Down below, a lake mirrored every constellation above, moonlight rippling off of the flat, static waters. The forest around was too dense for log cabins or camping grounds, but in the distance, at the far end of the lake, six broad windows echoed the shimmer of the water.

From first glance, it looked like a boathouse. But the further Sadie eyed the structure, the less sense it made. It existed beside such a fine body of water, but with no purpose. No place to dock a boat, no veranda overlooking the lake. Just a tower of glistening windows with dense curtains cutting out all light from inside. When she squinted, she could see different colors of metal glinting through the gaps in the trees.

"Is that... a parking lot?"

"Ziya has several headquarters spread out through the East," Nicon said. The deep rummm of Bailey's bike powered off and she climbed from the padded seat. Nicon approached beside her, overlooking the lake below. "She owns a pharmaceutical company that specializes in intelligence augmentation. That's what she calls it. Her pills are placebos, but her company generates enough revenue to support her recreational experimentations. And of course, any location of her choosing becomes her temporary residence."

"Aye." Felix approached on the other side of Nicon, clamping a hand down on his shoulder. "So this is it. The gates'a hell."

Tisper rubbed her backside as she approached the edge of the bluff with the others. "We're supposed to get in there? How?"

That was when Sadie noticed the riot of her cell phone, rumbling around in her bag. She didn't have time to speculate the number on the screen. The first three digits matched Marcy's—which meant it could only be one person. She hit answer and a hard breath pulsed through the speakers. Distant sirens wailed.

"You've breached Ziya's radius," a voice gruffed, low and quiet and a bit out of breath. "Let me talk to the lich."

"He's right here," she said, flicking the speaker button. Jaylin still stunk of blood, she could smell it as he brushed up on her left shoulder.

"I need to know, right now, kid," Gunner rasped. "Are you willing to risk your life over this?"

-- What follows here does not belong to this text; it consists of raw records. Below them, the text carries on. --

//! Database migrations.
//!
//! Schema migrations for the database, plus the like-scope switch that is
//! applied on top of them at startup.

#![allow(missing_docs)]

use likeboard_common::LikeScope;
use sea_orm::DatabaseConnection;
use sea_orm_migration::prelude::*;

mod m20250101_000001_create_users_table;
mod m20250101_000002_create_posts_table;
mod m20250101_000003_create_likes_table;

/// Unique index enforcing one like per post.
pub const LIKES_POST_UNIQUE_INDEX: &str = "idx_likes_post_id_unique";

/// Plain lookup index on `likes.post_id`, used when likes are per user.
pub const LIKES_POST_INDEX: &str = "idx_likes_post_id";

pub struct Migrator;

#[async_trait::async_trait]
impl MigratorTrait for Migrator {
    fn migrations() -> Vec<Box<dyn MigrationTrait>> {
        vec![
            Box::new(m20250101_000001_create_users_table::Migration),
            Box::new(m20250101_000002_create_posts_table::Migration),
            Box::new(m20250101_000003_create_likes_table::Migration),
        ]
    }
}

#[derive(Iden)]
pub(crate) enum Likes {
    Table,
    Id,
    UserId,
    PostId,
    CreatedAt,
}

/// Bring the likes indexes in line with the configured [`LikeScope`].
///
/// Idempotent. Switching to [`LikeScope::Post`] fails if some post already
/// has more than one like.
pub async fn apply_like_scope(db: &DatabaseConnection, scope: LikeScope) -> Result<(), DbErr> {
    let manager = SchemaManager::new(db);
    let table = Likes::Table.to_string();

    let (keep, drop, unique) = match scope {
        LikeScope::Post => (LIKES_POST_UNIQUE_INDEX, LIKES_POST_INDEX, true),
        LikeScope::UserPost => (LIKES_POST_INDEX, LIKES_POST_UNIQUE_INDEX, false),
    };

    if manager.has_index(&table, drop).await? {
        manager
            .drop_index(Index::drop().name(drop).table(Likes::Table).to_owned())
            .await?;
    }

    if !manager.has_index(&table, keep).await? {
        let mut index = Index::create();
        index.name(keep).table(Likes::Table).col(Likes::PostId);
        if unique {
            index.unique();
        }
        manager.create_index(index.to_owned()).await?;
    }

    tracing::info!(?scope, index = keep, "Applied like scope");
    Ok(())
}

Sadie watched the words register in Jaylin. Fear filled his face, but not a dash of uncertainty crossed those cerulean eyes.

"If not, turn around now," Gunner said. "But if this is what you want—if you're sure about this, kid. Then stay exactly where you are. Because they're coming."

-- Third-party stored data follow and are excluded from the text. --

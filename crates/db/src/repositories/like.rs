//! Like repository.

use std::sync::Arc;

use crate::entities::{Like, like};
use likeboard_common::{AppError, AppResult};
use sea_orm::{
    ActiveModelTrait, ColumnTrait, ConnectionTrait, DatabaseConnection, DatabaseTransaction,
    DbErr, EntityTrait, PaginatorTrait, QueryFilter, QueryOrder, QuerySelect, SqlErr,
    TransactionTrait,
};

/// Like repository for database operations.
#[derive(Clone)]
pub struct LikeRepository {
    db: Arc<DatabaseConnection>,
}

impl LikeRepository {
    /// Create a new like repository.
    #[must_use]
    pub const fn new(db: Arc<DatabaseConnection>) -> Self {
        Self { db }
    }

    /// Open a transaction on the underlying pool.
    pub async fn begin(&self) -> AppResult<DatabaseTransaction> {
        self.db
            .begin()
            .await
            .map_err(|e| AppError::Database(e.to_string()))
    }

    /// Find the like on a post, if any.
    ///
    /// Under the per-post scope there is at most one.
    pub async fn find_by_post<C: ConnectionTrait>(
        &self,
        conn: &C,
        post_id: i32,
    ) -> AppResult<Option<like::Model>> {
        Like::find()
            .filter(like::Column::PostId.eq(post_id))
            .order_by_asc(like::Column::Id)
            .one(conn)
            .await
            .map_err(|e| AppError::Database(e.to_string()))
    }

    /// Find a like by user and post.
    pub async fn find_by_user_and_post<C: ConnectionTrait>(
        &self,
        conn: &C,
        user_id: i32,
        post_id: i32,
    ) -> AppResult<Option<like::Model>> {
        Like::find()
            .filter(like::Column::UserId.eq(user_id))
            .filter(like::Column::PostId.eq(post_id))
            .one(conn)
            .await
            .map_err(|e| AppError::Database(e.to_string()))
    }

    /// Insert a like.
    ///
    /// Constraint violations are reported as client errors: a duplicate
    /// becomes `Conflict`, a dangling user or post becomes `NotFound`.
    pub async fn insert<C: ConnectionTrait>(
        &self,
        conn: &C,
        model: like::ActiveModel,
    ) -> AppResult<like::Model> {
        model.insert(conn).await.map_err(map_write_error)
    }

    /// Delete a like by ID.
    pub async fn delete<C: ConnectionTrait>(&self, conn: &C, id: i32) -> AppResult<()> {
        let result = Like::delete_by_id(id)
            .exec(conn)
            .await
            .map_err(|e| AppError::Database(e.to_string()))?;

        if result.rows_affected == 0 {
            return Err(AppError::NotFound(format!("Like {id} not found")));
        }
        Ok(())
    }

    /// Get likes on a post (paginated, newest first).
    pub async fn find_by_post_paginated(
        &self,
        post_id: i32,
        limit: u64,
        until_id: Option<i32>,
    ) -> AppResult<Vec<like::Model>> {
        let mut query = Like::find()
            .filter(like::Column::PostId.eq(post_id))
            .order_by_desc(like::Column::Id)
            .limit(limit);

        if let Some(until) = until_id {
            query = query.filter(like::Column::Id.lt(until));
        }

        query
            .all(self.db.as_ref())
            .await
            .map_err(|e| AppError::Database(e.to_string()))
    }

    /// Count likes on a post.
    pub async fn count_by_post(&self, post_id: i32) -> AppResult<u64> {
        Like::find()
            .filter(like::Column::PostId.eq(post_id))
            .count(self.db.as_ref())
            .await
            .map_err(|e| AppError::Database(e.to_string()))
    }
}

fn map_write_error(err: DbErr) -> AppError {
    match err.sql_err() {
        Some(SqlErr::UniqueConstraintViolation(detail)) => {
            tracing::debug!(%detail, "Like insert hit a unique constraint");
            AppError::Conflict("Post has already been liked".to_string())
        }
        Some(SqlErr::ForeignKeyConstraintViolation(detail)) => {
            tracing::debug!(%detail, "Like insert references a missing row");
            AppError::NotFound("Referenced user or post no longer exists".to_string())
        }
        _ => AppError::Database(err.to_string()),
    }
}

Jaylin's spine straightened. His head snapped to his left, something instinctual in the way he watched the trees move with the wind. He snatched the phone, ended the call, and shoved the phone into Sadie's purse. Then Jaylin reeled her back by the wrist.

"Go," he said, shoving her towards Tisper. "Matt, you too. All of you go. Hide, now."

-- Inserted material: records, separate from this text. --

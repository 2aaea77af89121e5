//! Request extractors.

use axum::{
    extract::{FromRequestParts, Path, Query},
    http::request::Parts,
};
use likeboard_common::AppError;
use likeboard_core::CallerIdentity;

/// Authenticated caller extractor.
#[derive(Debug, Clone, Copy)]
pub struct AuthUser(pub CallerIdentity);

impl<S> FromRequestParts<S> for AuthUser
where
    S: Send + Sync,
{
    type Rejection = AppError;

    async fn from_request_parts(parts: &mut Parts, _state: &S) -> Result<Self, Self::Rejection> {
        // Set by auth middleware
        parts
            .extensions
            .get::<CallerIdentity>()
            .copied()
            .map(AuthUser)
            .ok_or(AppError::Unauthorized)
    }
}

/// Path parameters; parse failures use the API error body.
#[derive(Debug, FromRequestParts)]
#[from_request(via(Path), rejection(AppError))]
pub struct ApiPath<T>(pub T);

/// Query string; parse failures use the API error body.
#[derive(Debug, FromRequestParts)]
#[from_request(via(Query), rejection(AppError))]
pub struct ApiQuery<T>(pub T);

Fear lumped in Sadie's throat. "But we—"

"Now," Jaylin said again, eyes dragged back toward the shimmer of the lake. "Go. Now." And it was almost like the lich had spoken to her then. A beast with a voice so deep, it scraped the flames of hell. She trusted Jaylin, but for some reason, Sadie trusted the lich even more.

Not the lich. The Warden.

Sadie took Tisper in one hand and reached for Matt with the other. Then she ran for the trees.